Saturday, October 10

Kuyperian Renaissance

Abraham Kuyper was one of the most remarkable men of the twentieth century. A true poly math, the Dutch statesman made his mark as a pastor, theologian, journalist, educator, orator, publisher, politician, and reformer.

He was born in 1837, just seven years after Belgium and the Netherlands separated. Though his pious family background, quiet rural community, and meager local schooling combined to afford him only very humble resources, he was a bright student and was early on marked out for great things. He attended the university at Leiden and quickly demonstrated an aptitude for serious scholastic work.

Following his postgraduate work, he pastored a succession of churches—first in Beesd, then in Utrect, and finally in Amsterdam. He became the leader of the theological conservatives who were working hard to hold at bay the encroachments of modernists and liberals.

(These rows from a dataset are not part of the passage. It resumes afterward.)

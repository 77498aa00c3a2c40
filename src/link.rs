//! Link planning
//!
//! Two duties before the extension link step runs. First, invalidation:
//! previously linked extension binaries embedded the old archive content, and
//! a static relink against a byte-identical-sized but different archive is
//! not reliably detected by mtime-based rebuild logic, so any binary
//! matching the invalidation glob is deleted outright, forcing the next link
//! from scratch. Second, discovery: the staged directory is scanned for the
//! static archives the native build produced, which become the extension
//! linker's link-object set. The archive list is recomputed from the
//! filesystem on every invocation, never cached.

use crate::error::BuildError;
use std::fs;
use std::path::{Path, PathBuf};
use walkdir::WalkDir;

/// The plan handed to the extension linker
#[derive(Debug, Clone)]
pub struct LinkPlan {
    /// Absolute paths of discovered static archives, path-sorted
    pub archives: Vec<PathBuf>,
    /// How many stale extension binaries were deleted
    pub stale_removed: usize,
}

/// Delete previously linked extension binaries matching `pattern`.
///
/// Returns the number of files removed; zero matches is a normal state
/// (fresh checkout, or already invalidated).
///
/// # Errors
///
/// - [`BuildError::StalePattern`] if the glob pattern does not parse
/// - [`BuildError::Staging`] if a matched binary cannot be removed
pub fn invalidate_stale(pattern: &str) -> Result<usize, BuildError> {
    let matches = glob::glob(pattern).map_err(|e| BuildError::StalePattern {
        pattern: pattern.to_string(),
        source: e,
    })?;

    let mut removed = 0;

    for entry in matches {
        let Ok(path) = entry else { continue };
        if !path.is_file() {
            continue;
        }

        fs::remove_file(&path).map_err(|e| BuildError::Staging {
            path: path.clone(),
            source: e,
        })?;
        crate::debug!("removed stale extension binary {}", path.display());
        removed += 1;
    }

    Ok(removed)
}

/// Discover static archives under `staged_dir`.
///
/// Recursive scan for `*.a` files, returned as absolute paths in sorted
/// order so the link-object list is deterministic. May legitimately return
/// an empty list; [`plan`] turns that into a fatal error for bundled builds.
pub fn discover_archives(staged_dir: &Path) -> Vec<PathBuf> {
    let mut archives: Vec<PathBuf> = WalkDir::new(staged_dir)
        .into_iter()
        .filter_map(Result::ok)
        .filter(|e| e.file_type().is_file())
        .map(walkdir::DirEntry::into_path)
        .filter(|p| p.extension().is_some_and(|ext| ext == "a"))
        .map(|p| std::path::absolute(&p).unwrap_or(p))
        .collect();

    archives.sort();
    archives
}

/// Build the full link plan for a bundled build.
///
/// # Errors
///
/// Returns [`BuildError::NoArchives`] when the native build produced no
/// archives, a silent build failure that must not reach the linker.
pub fn plan(
    staged_dir: &Path,
    stale_pattern: &str,
    library: &str,
    version: &str,
) -> Result<LinkPlan, BuildError> {
    let stale_removed = invalidate_stale(stale_pattern)?;
    let archives = discover_archives(staged_dir);

    if archives.is_empty() {
        return Err(BuildError::NoArchives {
            library: library.to_string(),
            version: version.to_string(),
            dir: staged_dir.to_path_buf(),
        });
    }

    Ok(LinkPlan {
        archives,
        stale_removed,
    })
}
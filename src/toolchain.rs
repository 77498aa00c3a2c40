//! Toolchain resolution
//!
//! Extracts the compiler, archiver, and archive-indexer invocations the host
//! build environment is already using, so the vendored library is built with
//! the exact same tools as the extension module itself. Each invocation is
//! split into a program token and flag tokens; the result is immutable and
//! resolved once per build invocation.

use crate::env_vars;
use crate::error::BuildError;
use serde::{Deserialize, Serialize};
use std::path::PathBuf;
use std::process::Command;

/// A single tool invocation: program plus accumulated flag tokens
#[derive(Debug, Clone, PartialEq, Eq)]
pub struct ToolInvocation {
    /// Program token (e.g., "gcc")
    pub program: String,
    /// Flag tokens (e.g., `["-pthread", "-O2"]`)
    pub args: Vec<String>,
}

impl ToolInvocation {
    /// Create an invocation from explicit tokens.
    pub fn new(program: impl Into<String>, args: Vec<String>) -> Self {
        Self {
            program: program.into(),
            args,
        }
    }

    /// Parse an invocation string on whitespace (`"gcc -pthread"`).
    ///
    /// Returns `None` for empty or all-whitespace input. Host environments
    /// hand these over as single strings; flags never contain embedded
    /// whitespace in practice, so token splitting is the documented contract.
    #[must_use]
    pub fn parse(invocation: &str) -> Option<Self> {
        let mut tokens = invocation.split_whitespace().map(str::to_string);
        let program = tokens.next()?;

        Some(Self {
            program,
            args: tokens.collect(),
        })
    }

    /// Render the invocation back to a single command line.
    ///
    /// Used for `ARCHIVE=`/`RANLIB=` assignments handed to configure and for
    /// display in `lith env`.
    #[must_use]
    pub fn command_line(&self) -> String {
        if self.args.is_empty() {
            self.program.clone()
        } else {
            format!("{} {}", self.program, self.args.join(" "))
        }
    }
}

/// Optional `[toolchain]` overrides from `lith.toml`
///
/// Overrides take priority over the environment. Each value is a full
/// invocation string, parsed the same way as its environment counterpart.
#[derive(Debug, Clone, Default, Deserialize, Serialize)]
#[serde(default, rename_all = "kebab-case")]
pub struct ToolchainOverrides {
    /// C compiler invocation (overrides `CC`)
    pub cc: Option<String>,
    /// Extra compiler flags (overrides `CFLAGS`)
    pub cflags: Option<String>,
    /// Archiver invocation (overrides `AR`)
    pub ar: Option<String>,
    /// Extra archiver flags (overrides `ARFLAGS`)
    pub arflags: Option<String>,
    /// Archive indexer invocation (overrides `RANLIB`)
    pub ranlib: Option<String>,
    /// Native build tool invocation (overrides `MAKE`)
    pub make: Option<String>,
}

/// The resolved toolchain propagated to the vendored build
#[derive(Debug, Clone)]
pub struct Toolchain {
    /// Compiler program + flags (always present; the build cannot proceed
    /// without one)
    pub compiler: ToolInvocation,
    /// Archiver, if the host environment names one
    pub archiver: Option<ToolInvocation>,
    /// Archive indexer, if the host environment names one
    pub ranlib: Option<ToolInvocation>,
    /// Native build tool (defaults to `make`)
    pub make: ToolInvocation,
}

impl Toolchain {
    /// Resolve the toolchain from config overrides and the environment.
    ///
    /// Compiler resolution order: `[toolchain] cc` -> `CC` -> `cc` on `PATH`.
    ///
    /// # Errors
    ///
    /// Returns [`BuildError::CompilerNotFound`] if no compiler invocation can
    /// be resolved; every other tool is optional or has a default.
    pub fn resolve(overrides: &ToolchainOverrides) -> Result<Self, BuildError> {
        Self::resolve_from(
            overrides.cc.clone().or_else(env_vars::cc),
            overrides.cflags.clone().or_else(env_vars::cflags),
            overrides.ar.clone().or_else(env_vars::ar),
            overrides.arflags.clone().or_else(env_vars::arflags),
            overrides.ranlib.clone().or_else(env_vars::ranlib),
            overrides.make.clone().or_else(env_vars::make_command),
        )
    }

    /// Resolve from explicit values (environment already applied).
    fn resolve_from(
        cc: Option<String>,
        cflags: Option<String>,
        ar: Option<String>,
        arflags: Option<String>,
        ranlib: Option<String>,
        make: Option<String>,
    ) -> Result<Self, BuildError> {
        let mut compiler = match cc.as_deref().and_then(ToolInvocation::parse) {
            Some(invocation) => invocation,
            None => find_cc_on_path().ok_or(BuildError::CompilerNotFound)?,
        };

        if let Some(flags) = cflags {
            compiler.args.extend(flags.split_whitespace().map(str::to_string));
        }

        let mut archiver = ar.as_deref().and_then(ToolInvocation::parse);
        if let (Some(archiver), Some(flags)) = (archiver.as_mut(), arflags) {
            archiver.args.extend(flags.split_whitespace().map(str::to_string));
        }

        let ranlib = ranlib.as_deref().and_then(ToolInvocation::parse);

        let make = make
            .as_deref()
            .and_then(ToolInvocation::parse)
            .unwrap_or_else(|| ToolInvocation::new("make", Vec::new()));

        Ok(Self {
            compiler,
            archiver,
            ranlib,
            make,
        })
    }
}

/// Find `cc` on `PATH` as the last-resort compiler.
fn find_cc_on_path() -> Option<ToolInvocation> {
    let output = Command::new("which").arg("cc").output().ok()?;
    if !output.status.success() {
        return None;
    }

    let path = PathBuf::from(String::from_utf8_lossy(&output.stdout).trim());
    if path.exists() {
        Some(ToolInvocation::new(path.to_string_lossy(), Vec::new()))
    } else {
        None
    }
}

#[cfg(test)]
mod tests {
    use super::*;

    #[test]
    fn parse_splits_program_and_flags() {
        let invocation = ToolInvocation::parse("gcc -pthread -O2").unwrap();

        assert_eq!(invocation.program, "gcc");
        assert_eq!(invocation.args, vec!["-pthread", "-O2"]);
    }

    #[test]
    fn parse_bare_program() {
        let invocation = ToolInvocation::parse("ar").unwrap();

        assert_eq!(invocation.program, "ar");
        assert!(invocation.args.is_empty());
    }

    #[test]
    fn parse_rejects_empty_input() {
        assert!(ToolInvocation::parse("").is_none());
        assert!(ToolInvocation::parse("   ").is_none());
    }

    #[test]
    fn command_line_round_trips() {
        let invocation = ToolInvocation::parse("ar rcs").unwrap();
        assert_eq!(invocation.command_line(), "ar rcs");

        let bare = ToolInvocation::parse("ranlib").unwrap();
        assert_eq!(bare.command_line(), "ranlib");
    }

    #[test]
    fn resolve_appends_cflags_to_compiler() {
        let toolchain = Toolchain::resolve_from(
            Some("gcc -pthread".to_string()),
            Some("-O2 -fPIC".to_string()),
            None,
            None,
            None,
            None,
        )
        .unwrap();

        assert_eq!(toolchain.compiler.program, "gcc");
        assert_eq!(toolchain.compiler.args, vec!["-pthread", "-O2", "-fPIC"]);
    }

    #[test]
    fn resolve_keeps_archiver_and_ranlib_optional() {
        let toolchain = Toolchain::resolve_from(
            Some("cc".to_string()),
            None,
            None,
            None,
            None,
            None,
        )
        .unwrap();

        assert!(toolchain.archiver.is_none());
        assert!(toolchain.ranlib.is_none());
    }

    #[test]
    fn resolve_merges_arflags_into_archiver() {
        let toolchain = Toolchain::resolve_from(
            Some("cc".to_string()),
            None,
            Some("ar".to_string()),
            Some("rcs".to_string()),
            None,
            None,
        )
        .unwrap();

        let archiver = toolchain.archiver.unwrap();
        assert_eq!(archiver.command_line(), "ar rcs");
    }

    #[test]
    fn resolve_defaults_make() {
        let toolchain =
            Toolchain::resolve_from(Some("cc".to_string()), None, None, None, None, None).unwrap();

        assert_eq!(toolchain.make.program, "make");
    }

    #[test]
    fn resolve_honors_make_override() {
        let toolchain = Toolchain::resolve_from(
            Some("cc".to_string()),
            None,
            None,
            None,
            None,
            Some("gmake -j4".to_string()),
        )
        .unwrap();

        assert_eq!(toolchain.make.program, "gmake");
        assert_eq!(toolchain.make.args, vec!["-j4"]);
    }

    #[test]
    fn overrides_table_deserializes_from_toml() {
        let overrides: ToolchainOverrides = toml::from_str(
            r#"
            cc = "clang"
            cflags = "-O2"
            ranlib = "ranlib"
            "#,
        )
        .unwrap();

        assert_eq!(overrides.cc.as_deref(), Some("clang"));
        assert_eq!(overrides.cflags.as_deref(), Some("-O2"));
        assert_eq!(overrides.ar, None);
    }
}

By 1872, he had begun publishing a daily newspaper, De Standaard. He was already the editor of the inspirational monthly magazine, De Heraut. In addition, he had founded a new legal organization to protect the concerns of private Christian schools and had spearheaded the reorganization of the political conservatives into the Anti-Revolutionary Party. He was elected to the lower assembly and quickly became the leading exponent and spokesman for spiritual orthodoxy, fiscal restraint, and judicial tradition.

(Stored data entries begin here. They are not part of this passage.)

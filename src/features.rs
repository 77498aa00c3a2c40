//! Feature detection from the generated build description
//!
//! Configure records which optional capabilities it detected (for example
//! bzip2 compression support) in the Makefile it generates. The only contract
//! relied on here is that the Makefile is greppable for a marker string; the
//! probe is pure text inspection, recomputed on every invocation.

use crate::error::BuildError;
use serde::{Deserialize, Serialize};
use std::collections::BTreeSet;
use std::fs;
use std::path::Path;

/// One optional-feature probe: marker text mapped to a feature identifier
#[derive(Debug, Clone, PartialEq, Eq, Deserialize, Serialize)]
#[serde(rename_all = "kebab-case")]
pub struct FeatureProbe {
    /// Feature identifier reported when the marker is present
    pub feature: String,
    /// Marker substring searched for in the build description
    pub marker: String,
    /// Library to link when the feature is active (e.g., `bz2`)
    #[serde(default)]
    pub link: Option<String>,
}

impl FeatureProbe {
    /// The bzip2 probe every vendored build carries by default: configure
    /// emits `-DHAVE_BZIP2=1` when it finds `bzlib.h`, and the extension must
    /// then link `libbz2`.
    #[must_use]
    pub fn bzip2() -> Self {
        Self {
            feature: "bzip2".to_string(),
            marker: "-DHAVE_BZIP2=1".to_string(),
            link: Some("bz2".to_string()),
        }
    }
}

/// Scan the build description for each probe's marker.
///
/// Returns the set of active feature identifiers; same input text always
/// yields the same set.
///
/// # Errors
///
/// Returns [`BuildError::FeatureProbe`] if the build description cannot be
/// read: a staging inconsistency, since configure just claimed to have
/// produced it.
pub fn probe(
    build_description: &Path,
    probes: &[FeatureProbe],
) -> Result<BTreeSet<String>, BuildError> {
    let text = fs::read_to_string(build_description).map_err(|e| BuildError::FeatureProbe {
        path: build_description.to_path_buf(),
        source: e,
    })?;

    let features = probes
        .iter()
        .filter(|p| text.contains(&p.marker))
        .map(|p| p.feature.clone())
        .collect();

    Ok(features)
}
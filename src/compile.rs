//! Native build invocation
//!
//! Invokes the vendored build tool (plain `make` by default, `MAKE` or the
//! `[toolchain]` table can substitute another) inside the staged build
//! directory. The tool gets no arguments beyond its defaults; whatever
//! parallelism it applies internally is opaque to this layer. The working
//! directory is set on the child process, never on this process.

use crate::error::BuildError;
use crate::toolchain::ToolInvocation;
use std::path::Path;
use std::process::Command;

/// Run the native build tool in `staged_dir`.
///
/// Archive existence is verified by the link planner afterwards, not here.
///
/// # Errors
///
/// - [`BuildError::Spawn`] if the build tool cannot be started
/// - [`BuildError::Compile`] on a nonzero exit; captured output is echoed to
///   stderr first so the compiler diagnostics are not lost
pub fn run_native_build(
    staged_dir: &Path,
    make: &ToolInvocation,
    library: &str,
    version: &str,
    verbose: bool,
) -> Result<(), BuildError> {
    crate::debug!("running {} in {}", make.command_line(), staged_dir.display());

    let output = Command::new(&make.program)
        .args(&make.args)
        .current_dir(staged_dir)
        .output()
        .map_err(|e| BuildError::Spawn {
            tool: make.command_line(),
            source: e,
        })?;

    if verbose {
        print!("{}", String::from_utf8_lossy(&output.stdout));
    }

    if !output.status.success() {
        eprint!("{}", String::from_utf8_lossy(&output.stdout));
        eprint!("{}", String::from_utf8_lossy(&output.stderr));

        return Err(BuildError::Compile {
            library: library.to_string(),
            version: version.to_string(),
            status: output.status,
        });
    }

    Ok(())
}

As if all these activities were not enough, he continued the serious academic research he had begun at the university, he wrote a flurry of books, pamphlets, and broadsides, and he managed a heavy speaking schedule at home and abroad. In later years he would also establish the Free University of Amsterdam, give vision and direction to the new Dutch Reformed Church, and lead a coalition government as the Prime Minister. He was a genuine renaissance man in every respect.

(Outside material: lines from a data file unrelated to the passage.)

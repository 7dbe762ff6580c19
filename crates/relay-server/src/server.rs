use std::net::SocketAddr;
use std::sync::Arc;
use std::time::Duration;

use axum::routing::{delete, get, post};
use axum::Router;
use tokio_util::sync::CancellationToken;
use tower_http::cors::CorsLayer;
use tower_http::trace::TraceLayer;

use relay_engine::{start_parked_sweeper, SessionCoordinator};

use crate::handlers;

/// Server configuration.
#[derive(Clone, Debug)]
pub struct ServerConfig {
    pub host: String,
    pub port: u16,
}

impl Default for ServerConfig {
    fn default() -> Self {
        Self {
            host: "0.0.0.0".to_string(),
            port: 22041,
        }
    }
}

/// Shared application state passed to Axum handlers.
#[derive(Clone)]
pub struct AppState {
    pub coordinator: Arc<SessionCoordinator>,
}

/// Build the Axum router with all routes.
pub fn build_router(state: AppState) -> Router {
    Router::new()
        .route("/events/{session_id}", get(handlers::events))
        .route("/chat", post(handlers::chat))
        .route("/sessions", get(handlers::list_sessions))
        .route("/sessions/{session_id}", delete(handlers::delete_session))
        .route("/sessions/{session_id}/messages", get(handlers::session_messages))
        .route("/sessions/{session_id}/process/advance", post(handlers::advance_process))
        .route("/sessions/{session_id}/stream", delete(handlers::detach_stream))
        .route("/health", get(handlers::health))
        .with_state(state)
        .layer(TraceLayer::new_for_http())
        .layer(CorsLayer::permissive())
}

/// Bind and start serving. Returns a handle to shut it down.
pub async fn start(
    config: ServerConfig,
    coordinator: Arc<SessionCoordinator>,
) -> Result<ServerHandle, std::io::Error> {
    let router = build_router(AppState {
        coordinator: Arc::clone(&coordinator),
    });
    let addr = format!("{}:{}", config.host, config.port);
    let listener = tokio::net::TcpListener::bind(&addr).await?;
    let local_addr = listener.local_addr()?;

    tracing::info!(addr = %local_addr, "relay server started");

    let shutdown = CancellationToken::new();
    start_parked_sweeper(coordinator, shutdown.child_token());
    let signal = shutdown.clone();
    let server = tokio::spawn(async move {
        if let Err(e) = axum::serve(listener, router)
            .with_graceful_shutdown(signal.cancelled_owned())
            .await
        {
            tracing::error!(error = %e, "server error");
        }
    });

    Ok(ServerHandle {
        port: local_addr.port(),
        addr: local_addr,
        shutdown,
        server,
    })
}

/// Handle returned by `start()`; keeps the server task alive.
pub struct ServerHandle {
    pub port: u16,
    pub addr: SocketAddr,
    shutdown: CancellationToken,
    server: tokio::task::JoinHandle<()>,
}

impl ServerHandle {
    /// Stop accepting connections and wait up to `grace` for open ones.
    /// Event streams never end on their own, so they are cut after `grace`.
    pub async fn shutdown(self, grace: Duration) {
        self.shutdown.cancel();
        let mut server = self.server;
        if tokio::time::timeout(grace, &mut server).await.is_err() {
            tracing::warn!(grace_ms = grace.as_millis() as u64, "forcing server shutdown");
            server.abort();
        }
        tracing::info!("relay server stopped");
    }
}

#[cfg(test)]
mod tests {
    use super::*;
    use futures::StreamExt;
    use relay_engine::{EngineConfig, FixedJobSizer};
    use relay_store::{Database, SqliteHistoryStore};
    use serde_json::Value;

    fn coordinator(responses: u32) -> Arc<SessionCoordinator> {
        let history = Arc::new(SqliteHistoryStore::new(Database::in_memory().unwrap()));
        let config = EngineConfig {
            pacing_interval: Duration::from_millis(10),
            idle_timeout: Duration::from_millis(100),
            push_timeout: Duration::from_millis(50),
            ..EngineConfig::default()
        };
        Arc::new(
            SessionCoordinator::new(config, history)
                .with_job_sizer(Arc::new(FixedJobSizer(responses))),
        )
    }

    async fn spawn(responses: u32) -> (ServerHandle, Arc<SessionCoordinator>, String) {
        let coord = coordinator(responses);
        let config = ServerConfig {
            host: "127.0.0.1".into(),
            port: 0, // Random port
        };
        let handle = start(config, Arc::clone(&coord)).await.unwrap();
        let base = format!("http://127.0.0.1:{}", handle.port);
        (handle, coord, base)
    }

    /// Read SSE frames until `count` events of type `kind` have been seen.
    async fn collect_events(resp: reqwest::Response, kind: &str, count: usize) -> Vec<Value> {
        let mut body = resp.bytes_stream();
        let mut buffer = String::new();
        let mut found = Vec::new();
        let marker = format!("event: {kind}\n");
        while found.len() < count {
            let chunk = tokio::time::timeout(Duration::from_secs(3), body.next())
                .await
                .expect("sse timed out")
                .expect("sse ended")
                .unwrap();
            buffer.push_str(&String::from_utf8_lossy(&chunk));
            while let Some(end) = buffer.find("\n\n") {
                let frame: String = buffer.drain(..end + 2).collect();
                if frame.contains(&marker) {
                    let data = frame
                        .lines()
                        .find_map(|l| l.strip_prefix("data: "))
                        .unwrap();
                    found.push(serde_json::from_str(data).unwrap());
                }
            }
        }
        found
    }

    #[tokio::test]
    async fn server_starts_and_serves_health() {
        let (handle, _coord, base) = spawn(1).await;
        assert!(handle.port > 0);

        let resp = reqwest::get(format!("{base}/health")).await.unwrap();
        assert_eq!(resp.status(), 200);
        let body: Value = resp.json().await.unwrap();
        assert_eq!(body["status"], "healthy");
        assert_eq!(body["activeConnections"], 0);

        handle.shutdown(Duration::from_secs(1)).await;
    }

    #[tokio::test]
    async fn chat_returns_receipt_and_streams_responses() {
        let (handle, _coord, base) = spawn(3).await;
        let client = reqwest::Client::new();

        let first: Value = client
            .post(format!("{base}/chat"))
            .json(&serde_json::json!({"message": "hello", "userId": "u1"}))
            .send()
            .await
            .unwrap()
            .json()
            .await
            .unwrap();
        assert_eq!(first["success"], true);
        assert_eq!(first["type"], "chat_started");
        assert_eq!(first["messageCount"], 1);
        assert_eq!(first["totalResponses"], 3);
        assert_eq!(first["processStatus"], "TOPIC");
        let sid = first["sessionId"].as_str().unwrap().to_string();
        // Let the first job drain into the parked channel.
        tokio::time::sleep(Duration::from_millis(100)).await;

        let stream = client.get(format!("{base}/events/{sid}")).send().await.unwrap();
        assert_eq!(stream.status(), 200);
        assert!(stream.headers()["content-type"]
            .to_str()
            .unwrap()
            .starts_with("text/event-stream"));

        let second: Value = client
            .post(format!("{base}/chat"))
            .json(&serde_json::json!({"sessionId": sid, "message": "again"}))
            .send()
            .await
            .unwrap()
            .json()
            .await
            .unwrap();
        assert_eq!(second["sessionId"], sid.as_str());
        assert_eq!(second["messageCount"], 2);

        let messages = collect_events(stream, "message", 3).await;
        for (i, m) in messages.iter().enumerate() {
            assert_eq!(m["type"], "chat_response");
            assert_eq!(m["sequence"], i as u64 + 1);
            assert_eq!(m["total"], 3);
            assert_eq!(m["originalMessage"], "again");
        }

        handle.shutdown(Duration::from_millis(200)).await;
    }

    #[tokio::test]
    async fn stream_starts_with_connected_then_heartbeat() {
        let (handle, _coord, base) = spawn(1).await;
        let resp = reqwest::get(format!("{base}/events/idle-session")).await.unwrap();

        let mut body = resp.bytes_stream();
        let mut text = String::new();
        while !text.contains("event: heartbeat") {
            let chunk = tokio::time::timeout(Duration::from_secs(2), body.next())
                .await
                .unwrap()
                .unwrap()
                .unwrap();
            text.push_str(&String::from_utf8_lossy(&chunk));
        }
        let connected = text.find("event: connected").unwrap();
        assert!(connected < text.find("event: heartbeat").unwrap());
        assert!(text.contains("\"sessionId\":\"idle-session\""));

        handle.shutdown(Duration::from_millis(200)).await;
    }

    #[tokio::test]
    async fn missing_message_is_bad_request() {
        let (handle, coord, base) = spawn(1).await;
        let client = reqwest::Client::new();

        let resp = client
            .post(format!("{base}/chat"))
            .json(&serde_json::json!({"sessionId": "x"}))
            .send()
            .await
            .unwrap();
        assert_eq!(resp.status(), 400);
        let body: Value = resp.json().await.unwrap();
        assert_eq!(body["kind"], "malformed_request");

        let resp = client
            .post(format!("{base}/chat"))
            .header("content-type", "application/json")
            .body("{not json")
            .send()
            .await
            .unwrap();
        assert_eq!(resp.status(), 400);
        assert_eq!(coord.session_count(), 0);

        handle.shutdown(Duration::from_secs(1)).await;
    }

    #[tokio::test]
    async fn history_delete_and_process_routes() {
        let (handle, _coord, base) = spawn(2).await;
        let client = reqwest::Client::new();

        let receipt: Value = client
            .post(format!("{base}/chat"))
            .json(&serde_json::json!({"message": "build it"}))
            .send()
            .await
            .unwrap()
            .json()
            .await
            .unwrap();
        let sid = receipt["sessionId"].as_str().unwrap().to_string();

        // No stream yet: the session holds a parked channel only.
        let health: Value = reqwest::get(format!("{base}/health"))
            .await
            .unwrap()
            .json()
            .await
            .unwrap();
        assert_eq!(health["activeConnections"], 0);
        assert_eq!(health["parkedChannels"], 1);

        let advanced: Value = client
            .post(format!("{base}/sessions/{sid}/process/advance"))
            .send()
            .await
            .unwrap()
            .json()
            .await
            .unwrap();
        assert_eq!(advanced["processStatus"], "DATA");

        let missing = client
            .post(format!("{base}/sessions/nope/process/advance"))
            .send()
            .await
            .unwrap();
        assert_eq!(missing.status(), 404);

        tokio::time::sleep(Duration::from_millis(100)).await;
        let history: Value = client
            .get(format!("{base}/sessions/{sid}/messages"))
            .send()
            .await
            .unwrap()
            .json()
            .await
            .unwrap();
        let messages = history["messages"].as_array().unwrap();
        assert_eq!(messages.len(), 3);
        assert_eq!(messages[0]["type"], "user");
        assert_eq!(messages[0]["content"], "build it");

        let listed: Value = reqwest::get(format!("{base}/sessions"))
            .await
            .unwrap()
            .json()
            .await
            .unwrap();
        assert_eq!(listed["total"], 1);
        assert_eq!(listed["sessions"][0]["processStatus"], "DATA");

        let deleted = client.delete(format!("{base}/sessions/{sid}")).send().await.unwrap();
        assert_eq!(deleted.status(), 200);
        let history: Value = client
            .get(format!("{base}/sessions/{sid}/messages"))
            .send()
            .await
            .unwrap()
            .json()
            .await
            .unwrap();
        assert!(history["messages"].as_array().unwrap().is_empty());

        handle.shutdown(Duration::from_secs(1)).await;
    }

    #[tokio::test]
    async fn detach_route_ends_stream() {
        let (handle, coord, base) = spawn(1).await;
        let client = reqwest::Client::new();
        let resp = client.get(format!("{base}/events/to-detach")).send().await.unwrap();
        let mut body = resp.bytes_stream();
        let first = body.next().await.unwrap().unwrap();
        assert!(String::from_utf8_lossy(&first).contains("event: connected"));

        let detached: Value = client
            .delete(format!("{base}/sessions/to-detach/stream"))
            .send()
            .await
            .unwrap()
            .json()
            .await
            .unwrap();
        assert_eq!(detached["detached"], true);

        let end = tokio::time::timeout(Duration::from_secs(2), async {
            while let Some(chunk) = body.next().await {
                if chunk.is_err() {
                    break;
                }
            }
        })
        .await;
        assert!(end.is_ok());
        assert_eq!(coord.registry().count(), 0);

        handle.shutdown(Duration::from_secs(1)).await;
    }

    #[test]
    fn build_router_creates_routes() {
        let state = AppState {
            coordinator: coordinator(1),
        };
        let _router = build_router(state);
        // If this doesn't panic, the router was built successfully
    }
}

He first entered politics as a member of the lower chamber of the Dutch legislature, at the head of a new Conservative and Christian coalition party. After breaking with the national church and forming the Free Reformed Church in 1886, he united the Calvinist and Catholic parties and in 1901 formed a reformed Christian Conservative ministry, serving as minister of the interior until 1905 and Prime Minister until 1907. He served in the upper house of the legislature from 1913 to 1920.

Beginning on this day in 1898, he gave an influential series of lectures at Princeton University in New Jersey in which he developed the idea of a comprehensive and universal Christian woldview—rooted in the Reformation doctrines pf Calvinism. Before his death in 1920, he was able to successfully mobilize the ordinary citizens of the great Dutch nation to do the difficult work of societal transformation—through the consistent application of the Christian worldview he so articulately espoused.

5 comments:

Unknown said...

And those speeches resulted in the Calvinistic classic LECTURES ON CALVINISM, which is the foundational work for every book since then that has furthered the idea of a Christian Worldview (which Kuyper called a World and Life System). Kuyper has many spiritual children and grandchildren, and I am one of them and so are you....

gileskirk said...

Ben: Indeed we are! Thanks be to God!

D Patrick Cassidy said...

And ironically AK remains under attack from many quarters within the Reformed world today. Claiming a renewed dedication to 'the spirituality of the Church', Kuyper's critics offer a Church which appears (to me) to be ahistorical and even deeply gnostic and platonic. I thank God for Kuyper and all his work has meant to so many. May he adopt many more sons!

Wallace said...

My husband would like a biography of Kuyper - do you have any suggestions?

Always enjoy your blog.

gileskirk said...

Wallace: The one I most often recommend is "God's Renaissance Man: Abraham Kuyper," by James Edward McGoldrick.